• [INSTRUCTIONS TO FOLLOW] Whenever a line below includes the string "base", show it.

==== RECORDS TO PROCESS

//! Stage one: item link discovery on listing pages
//!
//! Candidate selectors are tried in priority order; the first one that
//! matches anything wins and later selectors are not consulted. Hrefs
//! are resolved against the listing page URL, filtered by the item-path
//! marker and deduplicated within the page, preserving DOM order.
//! Cross-page dedup is intentionally not performed.

mod termination;

pub use termination::{DiscoveryState, TerminationTracker};

use crate::render::DocumentView;
use std::collections::HashSet;
use url::Url;

/// Candidate link selectors for listing pages, in priority order
pub const LINK_SELECTORS: &[&str] = &[
    "div.product-item a.product-title",
    "a.js__product-link-for-product-id",
    "a[href*='/ban-']",
    "div.product-item a",
];

/// Elements whose presence means a listing page has finished loading
pub const LISTING_READY_SELECTORS: &[&str] = &[
    "div.product-item",
    "a.js__product-link-for-product-id",
    "a[href*='/ban-']",
];

/// Finds item URLs on a rendered listing page
pub struct LinkDiscoverer {
    selectors: Vec<String>,
    marker: String,
}

impl LinkDiscoverer {
    pub fn new(selectors: Vec<String>, marker: String) -> Self {
        Self { selectors, marker }
    }

    /// Discoverer with the built-in selector list and the given marker
    pub fn with_default_selectors(marker: &str) -> Self {
        Self::new(
            LINK_SELECTORS.iter().map(|s| s.to_string()).collect(),
            marker.to_string(),
        )
    }

    /// Extracts item links from a listing page
    ///
    /// Site-relative hrefs are resolved against `page_url` so the sink
    /// only ever holds fetchable absolute URLs. Returns an empty vec
    /// when nothing matches; callers treat that as an ordinary empty
    /// page, not an error.
    pub fn discover(&self, doc: &DocumentView, page_url: &str) -> Vec<String> {
        let base = match Url::parse(page_url) {
            Ok(base) => base,
            Err(e) => {
                tracing::warn!("Listing page URL {} is not absolute: {}", page_url, e);
                return Vec::new();
            }
        };

        for raw in &self.selectors {
            let elements = doc.find_all(raw);
            if elements.is_empty() {
                continue;
            }

            let mut seen = HashSet::new();
            let mut links = Vec::new();
            for element in elements {
                let Some(href) = DocumentView::attribute(element, "href") else {
                    continue;
                };
                let Ok(resolved) = base.join(&href) else {
                    tracing::debug!("Skipping unresolvable href '{}'", href);
                    continue;
                };
                let resolved = resolved.to_string();
                if !resolved.contains(&self.marker) {
                    continue;
                }
                if seen.insert(resolved.clone()) {
                    links.push(resolved);
                }
            }

            // First selector with matches decides the result, even if
            // every href failed the marker filter.
            tracing::debug!(
                "Selector '{}' yielded {} item link(s)",
                raw,
                links.len()
            );
            return links;
        }

        Vec::new()
    }
}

========

• [EXPECTED ANSWER]
        let base = match Url::parse(page_url) {
            Ok(base) => base,
                let Ok(resolved) = base.join(&href) else {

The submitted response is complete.